━━ Supplied material ━━

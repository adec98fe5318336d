// SPDX-License-Identifier: MPL-2.0
//! Download cache for remote photos.
//!
//! Local photos are handed to Iced by path. Photos served by the content API
//! are downloaded once, kept in an LRU cache keyed by URL and handed to Iced
//! as in-memory image handles.
//!
//! # Usage
//!
//! ```ignore
//! // When the viewer opens, request every remote photo of the session
//! for url in cache.request(&urls) {
//!     tasks.push(Task::perform(photos::download(client.clone(), url.clone()), ...));
//! }
//!
//! // When a download finishes
//! cache.complete(&url, result);
//! ```

use crate::app::config::{MAX_PHOTO_CACHE_ENTRIES, MIN_PHOTO_CACHE_ENTRIES};
use crate::error::{CatalogError, Result};
use iced::widget::image::Handle;
use lru::LruCache;
use std::num::NonZeroUsize;

/// Cached state of one remote photo.
#[derive(Debug, Clone)]
pub enum CachedPhoto {
    /// Download in flight.
    Pending,
    Ready(Handle),
    /// Download failed; not retried until evicted.
    Failed,
}

/// LRU cache of downloaded photos.
pub struct PhotoCache {
    cache: LruCache<String, CachedPhoto>,
}

impl std::fmt::Debug for PhotoCache {
    fn fmt(&self, f: &mut std::fmt::Formatter<'_>) -> std::fmt::Result {
        f.debug_struct("PhotoCache")
            .field("len", &self.cache.len())
            .field("capacity", &self.cache.cap())
            .finish()
    }
}

impl PhotoCache {
    /// Creates a cache holding at most `entries` photos, clamped to the
    /// supported range.
    #[must_use]
    pub fn new(entries: usize) -> Self {
        let clamped = entries.clamp(MIN_PHOTO_CACHE_ENTRIES, MAX_PHOTO_CACHE_ENTRIES);
        let capacity = NonZeroUsize::new(clamped).unwrap_or(NonZeroUsize::MIN);
        Self {
            cache: LruCache::new(capacity),
        }
    }

    /// Returns the cached state of `url` without touching the LRU order.
    #[must_use]
    pub fn peek(&self, url: &str) -> Option<&CachedPhoto> {
        self.cache.peek(url)
    }

    /// Returns the image handle of `url` if it finished downloading.
    #[must_use]
    pub fn handle(&self, url: &str) -> Option<&Handle> {
        match self.cache.peek(url) {
            Some(CachedPhoto::Ready(handle)) => Some(handle),
            _ => None,
        }
    }

    /// Marks every unknown URL as pending and returns those that must be
    /// downloaded. Known URLs are promoted in the LRU order.
    pub fn request<'a>(&mut self, urls: impl IntoIterator<Item = &'a String>) -> Vec<String> {
        let mut missing = Vec::new();
        for url in urls {
            if self.cache.get(url).is_none() {
                self.cache.put(url.clone(), CachedPhoto::Pending);
                missing.push(url.clone());
            }
        }
        missing
    }

    /// Stores the outcome of a download.
    pub fn complete(&mut self, url: &str, bytes: Result<Vec<u8>>) {
        let state = match bytes {
            Ok(bytes) => CachedPhoto::Ready(Handle::from_bytes(bytes)),
            Err(err) => {
                log::warn!("failed to download photo {}: {}", url, err);
                CachedPhoto::Failed
            }
        };
        self.cache.put(url.to_string(), state);
    }

    #[must_use]
    pub fn len(&self) -> usize {
        self.cache.len()
    }

    #[must_use]
    pub fn is_empty(&self) -> bool {
        self.cache.is_empty()
    }
}

/// Downloads a photo.
///
/// # Errors
///
/// Returns an error if the request fails or the server answers with a
/// non-success status.
pub async fn download(client: reqwest::Client, url: String) -> Result<Vec<u8>> {
    let response = client.get(&url).send().await?;
    let status = response.status();
    if !status.is_success() {
        return Err(CatalogError::Status(status.as_u16()).into());
    }
    Ok(response.bytes().await?.to_vec())
}
use crm_core::models::{Website, WebsiteDraft};
use crm_core::ApiResult;

use super::ApiClient;

impl ApiClient {
    pub async fn list_websites(&self) -> ApiResult<Vec<Website>> {
        self.get("/websites/").await
    }

    pub async fn create_website(&self, draft: &WebsiteDraft) -> ApiResult<Website> {
        self.post("/websites/", draft).await
    }
}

━━━

→ Task to complete
Copy each line of the records that has "impl" in it.

→ Response to the exercise
impl std::fmt::Debug for PhotoCache {
impl PhotoCache {
    pub fn request<'a>(&mut self, urls: impl IntoIterator<Item = &'a String>) -> Vec<String> {
impl ApiClient {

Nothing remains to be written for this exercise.